Нет, все же только преобразовательного пафоса и реформаторского зуда недостаточно, чтобы создать такой документ, замахивающийся на цвет отечественной и мировой учености — Академию наук, коей в тот момент было уже без малого 200 лет. Для создания этого документа нужны еще и комплекс неполноценности бездарного псевдоученого, и ненависть к истинной учености, и ощущение вседозволенности разрушения.
26 ноября 1918 года Ольденбург вновь посещает Наркомпрос, дабы отвести от академии угрозу, исходящую от реформаторски настроенных новых красных бюрократов. Защищаясь от реформаторского произвола, непременный секретарь академии упомянул в переданном в Наркомпрос письме «о тех крупнейших переменах, какие произошли и во внутреннем строе академии, и в характере ее работы».

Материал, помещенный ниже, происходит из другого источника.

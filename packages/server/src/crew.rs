//! Deciding requests to be credited as crew on a film.

use chrono::{DateTime, Utc};
use common::CrewRequestState;
use sea_orm::sea_query::{LockType, OnConflict};
use sea_orm::{
    ActiveModelTrait, ColumnTrait, ConnectionTrait, DatabaseConnection, DbErr, EntityTrait,
    IntoActiveModel, QueryFilter, QuerySelect, Set, TransactionTrait,
};
use tracing::{info, instrument};

use crate::entity::{crew_member, crew_member_request};
use crate::error::AppError;
use crate::utils::contest::find_profile_by_user;

async fn find_request_for_update<C: ConnectionTrait>(
    conn: &C,
    id: i32,
) -> Result<crew_member_request::Model, AppError> {
    let request = crew_member_request::Entity::find_by_id(id)
        .lock(LockType::Update)
        .one(conn)
        .await?
        .ok_or_else(|| AppError::NotFound("Crew request not found".into()))?;
    if request.state.is_decided() {
        return Err(AppError::Conflict(format!(
            "Crew request is already {}",
            request.state
        )));
    }
    Ok(request)
}

/// Get or create the (movie, profile, role) credit.
async fn credit<C: ConnectionTrait>(
    conn: &C,
    movie_id: i32,
    profile_id: i32,
    role_id: i32,
) -> Result<crew_member::Model, DbErr> {
    let model = crew_member::ActiveModel {
        movie_id: Set(movie_id),
        profile_id: Set(profile_id),
        role_id: Set(role_id),
        ..Default::default()
    };
    let result = crew_member::Entity::insert(model)
        .on_conflict(
            OnConflict::columns([
                crew_member::Column::MovieId,
                crew_member::Column::ProfileId,
                crew_member::Column::RoleId,
            ])
            .do_nothing()
            .to_owned(),
        )
        .exec_without_returning(conn)
        .await;
    match result {
        Ok(_) | Err(DbErr::RecordNotInserted) => {}
        Err(e) => return Err(e),
    }

    crew_member::Entity::find()
        .filter(crew_member::Column::MovieId.eq(movie_id))
        .filter(crew_member::Column::ProfileId.eq(profile_id))
        .filter(crew_member::Column::RoleId.eq(role_id))
        .one(conn)
        .await?
        .ok_or_else(|| DbErr::Custom("crew member missing after insert".into()))
}

/// Approve a pending request and credit the requester on the film.
#[instrument(skip(db))]
pub async fn approve_crew_request(
    db: &DatabaseConnection,
    request_id: i32,
    now: DateTime<Utc>,
) -> Result<(crew_member_request::Model, crew_member::Model), AppError> {
    let txn = db.begin().await?;
    let request = find_request_for_update(&txn, request_id).await?;

    let profile = find_profile_by_user(&txn, request.user_id)
        .await?
        .ok_or_else(|| AppError::Validation("Requesting user has no profile".into()))?;
    let member = credit(&txn, request.movie_id, profile.id, request.role_id).await?;

    let mut active = request.into_active_model();
    active.state = Set(CrewRequestState::Approved);
    active.decided_at = Set(Some(now));
    let request = active.update(&txn).await?;
    txn.commit().await?;

    info!(
        movie_id = request.movie_id,
        profile_id = profile.id,
        role_id = request.role_id,
        "Crew request approved"
    );
    Ok((request, member))
}

/// Decline a pending request.
#[instrument(skip(db))]
pub async fn decline_crew_request(
    db: &DatabaseConnection,
    request_id: i32,
    now: DateTime<Utc>,
) -> Result<crew_member_request::Model, AppError> {
    let txn = db.begin().await?;
    let request = find_request_for_update(&txn, request_id).await?;

    let mut active = request.into_active_model();
    active.state = Set(CrewRequestState::Declined);
    active.decided_at = Set(Some(now));
    let request = active.update(&txn).await?;
    txn.commit().await?;

    Ok(request)
}
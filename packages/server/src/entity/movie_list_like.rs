use sea_orm::entity::prelude::*;
use serde::{Deserialize, Serialize};

#[sea_orm::model]
#[derive(Clone, Debug, PartialEq, Eq, DeriveEntityModel, Serialize, Deserialize)]
#[sea_orm(table_name = "movie_list_like")]
pub struct Model {
    #[sea_orm(primary_key)]
    pub list_id: i32,
    #[sea_orm(primary_key)]
    pub user_id: i32,
    #[sea_orm(belongs_to, from = "list_id", to = "id")]
    pub list: HasOne<super::movie_list::Entity>,
    #[sea_orm(belongs_to, from = "user_id", to = "id")]
    pub user: HasOne<super::user::Entity>,

    pub liked_at: DateTimeUtc,
}

impl ActiveModelBehavior for ActiveModel {}
mod top_curators {
    use super::*;

    #[tokio::test]
    async fn curator_matching_celebrity_pool_scores_likes_times_match() {
        let app = TestApp::spawn().await;
        let contest = app.create_live_contest("Spring Shorts").await;
        let movie = app.create_entry("Shared Pick", contest.id).await;

        let celeb = app.create_member("celeste", true).await;
        let curator = app.create_member("ursula", false).await;
        app.recommend_in_contest(contest.id, movie.id, &celeb.token)
            .await;
        app.recommend_in_contest(contest.id, movie.id, &curator.token)
            .await;

        let lists = app
            .get_without_token(&format!(
                "{}?owner_id={}&contest_id={}",
                routes::MOVIE_LISTS,
                curator.user.id,
                contest.id
            ))
            .await;
        let list_id = lists.body["data"][0]["id"].as_i64().unwrap() as i32;
        for name in ["liker1", "liker2"] {
            let liker = app.create_member(name, false).await;
            let res = app
                .put_with_token(&routes::movie_list_like(list_id), &liker.token)
                .await;
            assert_eq!(res.status, 200);
        }

        let report = app.refresh("top-curators").await;
        assert_eq!(report["rows"], 1);

        let res = app
            .get_without_token(&routes::top_curators(contest.id))
            .await;
        assert_eq!(res.status, 200);
        assert_eq!(res.body["pagination"]["total"], 1);
        let row = &rows(&res.body)[0];
        assert_eq!(row["profile"]["id"], curator.profile.id);
        assert_eq!(row["pos"], 1);
        assert_eq!(row["match"], 100.0);
        assert_eq!(row["score"], 200.0);
        assert_eq!(row["likes_on_recommend"], 2);
        assert_eq!(row["recommend_count"], 1);
    }

    #[tokio::test]
    async fn without_overlap_score_is_like_count() {
        let app = TestApp::spawn().await;
        let contest = app.create_live_contest("Spring Shorts").await;
        let movie = app.create_entry("Lonely Pick", contest.id).await;
        let curator = app.create_member("ursula", false).await;
        app.recommend_in_contest(contest.id, movie.id, &curator.token)
            .await;

        let lists = app
            .get_without_token(&format!(
                "{}?owner_id={}",
                routes::MOVIE_LISTS,
                curator.user.id
            ))
            .await;
        let list_id = lists.body["data"][0]["id"].as_i64().unwrap() as i32;
        for name in ["liker1", "liker2", "liker3"] {
            let liker = app.create_member(name, false).await;
            app.put_with_token(&routes::movie_list_like(list_id), &liker.token)
                .await;
        }

        app.refresh("top-curators").await;

        let res = app
            .get_without_token(&routes::top_curators(contest.id))
            .await;
        let row = &rows(&res.body)[0];
        assert_eq!(row["match"], 0.0);
        assert_eq!(row["score"], 3.0);
    }

    #[tokio::test]
    async fn ranks_by_score_not_match() {
        let app = TestApp::spawn().await;
        let contest = app.create_live_contest("Spring Shorts").await;
        let m1 = app.create_entry("One", contest.id).await;
        let m2 = app.create_entry("Two", contest.id).await;

        let celeb = app.create_member("celeste", true).await;
        app.recommend_in_contest(contest.id, m1.id, &celeb.token)
            .await;
        app.recommend_in_contest(contest.id, m2.id, &celeb.token)
            .await;

        // Full match with one like versus half match with three likes.
        let full = app.create_member("full", false).await;
        app.recommend_in_contest(contest.id, m1.id, &full.token)
            .await;
        app.recommend_in_contest(contest.id, m2.id, &full.token)
            .await;
        let half = app.create_member("half", false).await;
        app.recommend_in_contest(contest.id, m1.id, &half.token)
            .await;

        for (owner, likes) in [(&full, 1), (&half, 3)] {
            let lists = app
                .get_without_token(&format!(
                    "{}?owner_id={}",
                    routes::MOVIE_LISTS,
                    owner.user.id
                ))
                .await;
            let list_id = lists.body["data"][0]["id"].as_i64().unwrap() as i32;
            for i in 0..likes {
                let liker = app
                    .create_member(&format!("{}-liker{i}", owner.user.username), false)
                    .await;
                app.put_with_token(&routes::movie_list_like(list_id), &liker.token)
                    .await;
            }
        }

        app.refresh("top-curators").await;

        let res = app
            .get_without_token(&routes::top_curators(contest.id))
            .await;
        let data = rows(&res.body);
        assert_eq!(data.len(), 2);
        assert_eq!(data[0]["profile"]["id"], half.profile.id);
        assert_eq!(data[0]["score"], 150.0);
        assert_eq!(data[1]["profile"]["id"], full.profile.id);
        assert_eq!(data[1]["score"], 100.0);
    }

    #[tokio::test]
    async fn celebrities_are_not_ranked() {
        let app = TestApp::spawn().await;
        let contest = app.create_live_contest("Spring Shorts").await;
        let movie = app.create_entry("Pick", contest.id).await;
        let celeb = app.create_member("celeste", true).await;
        app.recommend_in_contest(contest.id, movie.id, &celeb.token)
            .await;

        let report = app.refresh("top-curators").await;
        assert_eq!(report["rows"], 0);

        let res = app
            .get_with_token(&routes::my_curator_position(contest.id), &celeb.token)
            .await;
        assert_eq!(res.status, 404);
    }
}
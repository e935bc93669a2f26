use axum::Json;
use axum::extract::{Path, State};
use tracing::instrument;

use crate::error::{AppError, ErrorBody};
use crate::extractors::auth::AuthUser;
use crate::models::movie::MovieResponse;
use crate::recommend::{self, Curator};
use crate::state::AppState;
use crate::utils::contest::find_movie;

async fn movie_response(state: &AppState, id: i32) -> Result<MovieResponse, AppError> {
    let movie = find_movie(&state.db, id).await?;
    let contest = recommend::movie_contest(&state.db, &movie).await?;
    Ok(MovieResponse::new(movie, contest.as_ref()))
}

#[utoipa::path(
    put,
    path = "/{id}/recommend",
    tag = "Movies",
    operation_id = "recommendMovie",
    summary = "Recommend a film",
    description = "Adds the film to the caller's global \"Recommendation\" list. A film that is contest-live and still inside its recommend window also joins the caller's curation list for that contest; if that list is full nothing is changed. Repeating the call is a no-op.",
    params(("id" = i32, Path, description = "Movie ID")),
    responses(
        (status = 200, description = "Film recommended", body = MovieResponse),
        (status = 400, description = "Curation list full (CAPACITY_EXCEEDED)", body = ErrorBody),
        (status = 401, description = "Unauthorized (TOKEN_MISSING, TOKEN_INVALID)", body = ErrorBody),
        (status = 404, description = "Movie not found (NOT_FOUND)", body = ErrorBody),
    ),
    security(("jwt" = [])),
)]
#[instrument(skip(state, auth_user), fields(id, user_id = auth_user.user_id))]
pub async fn recommend_movie(
    auth_user: AuthUser,
    State(state): State<AppState>,
    Path(id): Path<i32>,
) -> Result<Json<MovieResponse>, AppError> {
    let curator = Curator {
        user_id: auth_user.user_id,
        username: &auth_user.username,
    };
    recommend::recommend(&state.db, curator, id, state.clock.now()).await?;
    Ok(Json(movie_response(&state, id).await?))
}

#[utoipa::path(
    delete,
    path = "/{id}/recommend",
    tag = "Movies",
    operation_id = "unrecommendMovie",
    summary = "Withdraw a recommendation",
    description = "Removes the film from the caller's global list and, while its contest is live, from the caller's curation list. Removing a film that was never recommended is a no-op.",
    params(("id" = i32, Path, description = "Movie ID")),
    responses(
        (status = 200, description = "Recommendation withdrawn", body = MovieResponse),
        (status = 401, description = "Unauthorized (TOKEN_MISSING, TOKEN_INVALID)", body = ErrorBody),
        (status = 404, description = "Movie not found (NOT_FOUND)", body = ErrorBody),
    ),
    security(("jwt" = [])),
)]
#[instrument(skip(state, auth_user), fields(id, user_id = auth_user.user_id))]
pub async fn unrecommend_movie(
    auth_user: AuthUser,
    State(state): State<AppState>,
    Path(id): Path<i32>,
) -> Result<Json<MovieResponse>, AppError> {
    let curator = Curator {
        user_id: auth_user.user_id,
        username: &auth_user.username,
    };
    recommend::unrecommend(&state.db, curator, id, state.clock.now()).await?;
    Ok(Json(movie_response(&state, id).await?))
}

И все же из беседы Ольденбург вынужден был сделать вывод: «Настроение комиссариата по отношению к академии не может считаться особенно благоприятным». В июле 1919 года Наркомпрос вновь подтверждает и конкретизирует свои претензии к академии: «Комиссариат не находит удовлетворительной проведенную Академией наук реорганизацию. Академия именует себя Российской, однако остается не связанной со многими важными сферами жизни страны». При этом выборы академиков все же остались прерогативой общего собрания Академии наук. Как заманчиво было для бесстыдно корыстных карьеристов отнять эту научно-демократическую процедуру у Академии наук и под революционным предлогом передать возможность решения вопроса о членстве в академии какой-либо бюрократической инстанции! Однако преобразования в этом бюрократическом направлении на каком-то этапе остановились. Впрочем, даже уже в XXI веке не прекратились попытки придушить, или развалить, или лишить самостоятельности Российскую академию наук (в том числе и в вопросе выборов членов академии).
Ольденбург обращается к академику П. Л. Лазареву:
— Попросите Красина, чтобы он поговорил с Лениным и объяснил ему, что разрушение Академии наук опозорит любую власть. Науку, конечно, уничтожить нельзя, но расстроить систему академии нетрудно.